YOUR ASSIGNMENT: Return every line of the records that includes the string "DensityBin".

########

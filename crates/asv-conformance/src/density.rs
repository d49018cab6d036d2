//! Probability-density histograms: bin bounds live in two named scales on
//! axis 0, densities in the dataset itself.

use crate::mismatch::{Mismatch, Site, ensure};
use crate::report::{Assertions, CheckReport, Halt};
use crate::scales::{numeric_labels, scale_name_set};
use crate::tolerance::Tolerance;
use asv_model::{DensityBin, DensitySet};
use asv_store::{LabeledCollection, ResultCategory, StorePath, StructuredStoreView};
use tracing::info;

pub const DENSITIES_CHECK: &str = "densities";

const LOWER_BOUNDS: &str = "lower_bounds";
const UPPER_BOUNDS: &str = "upper_bounds";

#[must_use]
pub fn check_densities(
    densities: &DensitySet,
    store: &dyn StructuredStoreView,
    tolerance: Tolerance,
) -> CheckReport {
    let mut report = CheckReport::new(DENSITIES_CHECK);
    let mut asserts = Assertions::new(&mut report, tolerance);
    let halted = compare_densities(densities, store, &mut asserts).is_err();
    info!(
        check = DENSITIES_CHECK,
        halted,
        assertions = report.assertion_count,
        failures = report.failures.len(),
        "check finished"
    );
    report
}

fn compare_densities(
    densities: &DensitySet,
    store: &dyn StructuredStoreView,
    asserts: &mut Assertions<'_>,
) -> Result<(), Halt> {
    let category = ResultCategory::ProbabilityDensity;
    for (execution, tables) in densities.iter() {
        for (descriptor, bins) in tables {
            let site = Site::new(execution, descriptor);
            let Some(stored) = store.probe(&StorePath::dataset(execution, category, descriptor))
            else {
                return asserts.require(Err(Mismatch::missing_dataset(&site, category)));
            };
            // A bin-count disagreement ends this descriptor only.
            if asserts
                .require(ensure(stored.len() == bins.len(), || {
                    Mismatch::structure(format!(
                        "{}: console has {} density bins, store has {}",
                        site.in_category(category),
                        bins.len(),
                        stored.len()
                    ))
                }))
                .is_err()
            {
                continue;
            }
            compare_bins(&site, bins, stored, asserts)?;
        }
    }
    Ok(())
}

fn compare_bins(
    site: &Site,
    bins: &[DensityBin],
    stored: &LabeledCollection,
    asserts: &mut Assertions<'_>,
) -> Result<(), Halt> {
    asserts.require(scale_name_set(site, stored, 0, &[LOWER_BOUNDS, UPPER_BOUNDS]))?;
    let lower = bound_labels(site, stored, LOWER_BOUNDS, bins.len());
    let upper = bound_labels(site, stored, UPPER_BOUNDS, bins.len());
    let (lower, upper) = match (lower, upper) {
        (Ok(lower), Ok(upper)) => (lower, upper),
        (Err(failure), _) | (_, Err(failure)) => return asserts.require(Err(failure)),
    };

    for (index, bin) in bins.iter().enumerate() {
        let bin_site = site.at_row(index);
        asserts.close(&bin_site, "lower_bound", bin.lower_bound, lower[index]);
        asserts.close(&bin_site, "upper_bound", bin.upper_bound, upper[index]);
        let density = stored.at(&[index]).unwrap_or(f64::NAN);
        asserts.close(&bin_site, "density", bin.density, density);
    }
    Ok(())
}

fn bound_labels<'c>(
    site: &Site,
    stored: &'c LabeledCollection,
    name: &str,
    len: usize,
) -> Result<&'c [f64], Mismatch> {
    let scale = stored
        .scale_named(0, name)
        .ok_or_else(|| Mismatch::ScaleLabel {
            site: site.clone(),
            axis: 0,
            expected: name.to_string(),
            found: "no such scale".to_string(),
        })?;
    numeric_labels(site, scale, 0, len)
}

#[cfg(test)]
mod tests {
    use super::check_densities;
    use crate::tolerance::Tolerance;
    use asv_model::{DensityBin, DensitySet, ExecutionId, ExtractedResultSet};
    use asv_store::{
        DimensionScale, LabeledCollection, MemoryStore, ResultCategory, StorePath,
        with_read_only_store, write_snapshot,
    };
    use std::collections::BTreeMap;

    fn console_bins() -> Vec<DensityBin> {
        vec![
            DensityBin::from([0.0, 1.0, 0.25]),
            DensityBin::from([1.0, 3.0, 0.125]),
            DensityBin::from([3.0, 7.0, 0.0625]),
        ]
    }

    fn console(bins: Vec<DensityBin>) -> DensitySet {
        ExtractedResultSet::new(vec![BTreeMap::from([("f1".to_string(), bins)])])
    }

    fn stored(densities: Vec<f64>, lower: Vec<f64>, upper: Vec<f64>) -> MemoryStore {
        let exec = ExecutionId::from_index(0);
        MemoryStore::new().with(
            StorePath::dataset(exec, ResultCategory::ProbabilityDensity, "f1"),
            LabeledCollection::with_dims(
                vec![densities.len()],
                densities,
                vec![vec![
                    DimensionScale::numeric("lower_bounds", lower),
                    DimensionScale::numeric("upper_bounds", upper),
                ]],
            ),
        )
    }

    #[test]
    fn matching_histogram_passes() {
        let store = stored(
            vec![0.25, 0.125, 0.0625],
            vec![0.0, 1.0, 3.0],
            vec![1.0, 3.0, 7.0],
        );
        let report = check_densities(&console(console_bins()), &store, Tolerance::default());
        assert!(report.all_passed(), "{:?}", report.failure_messages());
        assert_eq!(report.assertion_count, 2 + 3 * 3);
    }

    #[test]
    fn bin_count_mismatch_stops_the_descriptor() {
        let store = stored(vec![0.25, 0.125], vec![0.0, 1.0], vec![1.0, 3.0]);
        let report = check_densities(&console(console_bins()), &store, Tolerance::default());
        assert_eq!(report.failures.len(), 1);
        assert_eq!(report.reason_codes(), vec!["structure_mismatch"]);
        assert!(report.failure_messages()[0].contains("3 density bins, store has 2"));
    }

    #[test]
    fn swapped_bounds_are_value_mismatches() {
        let store = stored(
            vec![0.25, 0.125, 0.0625],
            vec![1.0, 3.0, 7.0],
            vec![0.0, 1.0, 3.0],
        );
        let report = check_densities(&console(console_bins()), &store, Tolerance::default());
        assert_eq!(report.failures.len(), 6);
        assert_eq!(report.reason_codes(), vec!["value_mismatch"]);
        assert!(report.failure_messages()[0].contains("execution:1/f1 row 0: lower_bound"));
    }

    #[test]
    fn empty_histogram_passes_after_a_store_round_trip() {
        let dir = tempfile::tempdir().expect("tempdir");
        let path = dir.path().join("store.json");
        write_snapshot(&path, &stored(Vec::new(), Vec::new(), Vec::new())).expect("snapshot");

        let in_memory = check_densities(
            &console(Vec::new()),
            &stored(Vec::new(), Vec::new(), Vec::new()),
            Tolerance::default(),
        );
        let persisted = with_read_only_store(&path, |store| {
            check_densities(&console(Vec::new()), store, Tolerance::default())
        })
        .expect("open store");
        assert!(in_memory.all_passed(), "{:?}", in_memory.failure_messages());
        assert!(persisted.all_passed(), "{:?}", persisted.failure_messages());
        assert_eq!(persisted.assertion_count, in_memory.assertion_count);
    }

    #[test]
    fn missing_bound_scale_is_a_label_mismatch() {
        let exec = ExecutionId::from_index(0);
        let store = MemoryStore::new().with(
            StorePath::dataset(exec, ResultCategory::ProbabilityDensity, "f1"),
            LabeledCollection::vector(
                vec![0.25, 0.125, 0.0625],
                DimensionScale::numeric("lower_bounds", vec![0.0, 1.0, 3.0]),
            ),
        );
        let report = check_densities(&console(console_bins()), &store, Tolerance::default());
        assert_eq!(report.reason_codes(), vec!["scale_label_mismatch"]);
    }
}
#![forbid(unsafe_code)]

use asv_conformance::tolerance::Tolerance;
use asv_conformance::{HarnessConfig, build_run_report, run_all_checks};
use std::path::PathBuf;
use tracing_subscriber::EnvFilter;

fn main() {
    tracing_subscriber::fmt()
        .with_env_filter(
            EnvFilter::try_from_default_env().unwrap_or_else(|_| EnvFilter::new("info")),
        )
        .with_writer(std::io::stderr)
        .init();

    if let Err(err) = run() {
        eprintln!("run_parity_gate failed: {err}");
        std::process::exit(1);
    }
}

fn run() -> Result<(), String> {
    let mut config = HarnessConfig::from_env()?;
    let mut args = std::env::args().skip(1);
    while let Some(arg) = args.next() {
        match arg.as_str() {
            "--capture" => config.capture_path = PathBuf::from(required(&mut args, &arg)?),
            "--store" => config.store_path = PathBuf::from(required(&mut args, &arg)?),
            "--log-path" => config.log_path = Some(PathBuf::from(required(&mut args, &arg)?)),
            "--places" => {
                let raw = required(&mut args, &arg)?;
                let places = raw
                    .parse::<u32>()
                    .map_err(|err| format!("invalid --places {raw}: {err}"))?;
                config.tolerance = Tolerance::decimal_places(places);
            }
            "--help" | "-h" => {
                println!(
                    "Usage: cargo run -p asv-conformance --bin run_parity_gate -- [--capture <path>] [--store <path>] [--places <n>] [--log-path <path>]"
                );
                return Ok(());
            }
            unknown => return Err(format!("unknown argument: {unknown}")),
        }
    }

    for path in [&config.capture_path, &config.store_path] {
        if !path.is_file() {
            return Err(format!("input file not found: {}", path.display()));
        }
    }

    let reports = run_all_checks(&config);
    let run_report = build_run_report(&config, &reports);
    let summary_json = serde_json::to_string_pretty(&run_report)
        .map_err(|err| format!("failed serializing summary: {err}"))?;
    println!("{summary_json}");

    if !run_report.all_passed() {
        std::process::exit(2);
    }
    Ok(())
}

fn required(args: &mut impl Iterator<Item = String>, flag: &str) -> Result<String, String> {
    args.next()
        .ok_or_else(|| format!("{flag} requires a value"))
}
use asv_model::ExecutionId;
use asv_store::{ResultCategory, StoreError};
use std::fmt;

/// Where a discrepancy was found.
#[derive(Debug, Clone, PartialEq, Eq)]
pub struct Site {
    pub execution: ExecutionId,
    pub descriptor: String,
    pub result_type: Option<ResultCategory>,
    pub row: Option<usize>,
}

impl Site {
    #[must_use]
    pub fn new(execution: ExecutionId, descriptor: &str) -> Self {
        Self {
            execution,
            descriptor: descriptor.to_string(),
            result_type: None,
            row: None,
        }
    }

    #[must_use]
    pub fn in_category(&self, category: ResultCategory) -> Self {
        Self {
            result_type: Some(category),
            ..self.clone()
        }
    }

    #[must_use]
    pub fn at_row(&self, row: usize) -> Self {
        Self {
            row: Some(row),
            ..self.clone()
        }
    }
}

impl fmt::Display for Site {
    fn fmt(&self, f: &mut fmt::Formatter<'_>) -> fmt::Result {
        write!(f, "{}", self.execution)?;
        if let Some(category) = self.result_type {
            write!(f, "/{category}")?;
        }
        write!(f, "/{}", self.descriptor)?;
        if let Some(row) = self.row {
            write!(f, " row {row}")?;
        }
        Ok(())
    }
}

#[derive(Debug, thiserror::Error)]
pub enum Mismatch {
    #[error("structure mismatch: {detail}")]
    Structure { detail: String },

    #[error("{site}: scale mismatch on axis {axis}: expected {expected}, found {found}")]
    ScaleLabel {
        site: Site,
        axis: usize,
        expected: String,
        found: String,
    },

    #[error("{site}: row count mismatch: console has {console} rows, store has {store}")]
    RowCount {
        site: Site,
        console: usize,
        store: usize,
    },

    #[error("{site}: {field} differs: console={console} store={store}")]
    Value {
        site: Site,
        field: String,
        console: f64,
        store: f64,
    },

    #[error("{site}: malformed level table: {detail}")]
    MalformedLevelTable { site: Site, detail: String },

    #[error("{check}: {source}")]
    Store {
        check: &'static str,
        #[source]
        source: StoreError,
    },

    #[error("{check}: {detail}")]
    Extraction { check: &'static str, detail: String },
}

impl Mismatch {
    #[must_use]
    pub fn reason_code(&self) -> &'static str {
        match self {
            Self::Structure { .. } => "structure_mismatch",
            Self::ScaleLabel { .. } => "scale_label_mismatch",
            Self::RowCount { .. } => "row_count_mismatch",
            Self::Value { .. } => "value_mismatch",
            Self::MalformedLevelTable { .. } => "malformed_level_table",
            Self::Store { source, .. } => source.reason_code(),
            Self::Extraction { .. } => "extraction_failed",
        }
    }

    pub(crate) fn structure(detail: impl Into<String>) -> Self {
        Self::Structure {
            detail: detail.into(),
        }
    }

    pub(crate) fn missing_dataset(site: &Site, category: ResultCategory) -> Self {
        Self::structure(format!(
            "{} has no {category} dataset for descriptor {}",
            site.execution, site.descriptor
        ))
    }
}

/// `Ok` when `condition` holds, otherwise the lazily built failure.
pub(crate) fn ensure(condition: bool, failure: impl FnOnce() -> Mismatch) -> Result<(), Mismatch> {
    if condition { Ok(()) } else { Err(failure()) }
}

########

ANSWER BOX:
use asv_model::{DensityBin, DensitySet};
    bins: &[DensityBin],
    use asv_model::{DensityBin, DensitySet, ExecutionId, ExtractedResultSet};
    fn console_bins() -> Vec<DensityBin> {
            DensityBin::from([0.0, 1.0, 0.25]),
            DensityBin::from([1.0, 3.0, 0.125]),
            DensityBin::from([3.0, 7.0, 0.0625]),
    fn console(bins: Vec<DensityBin>) -> DensitySet {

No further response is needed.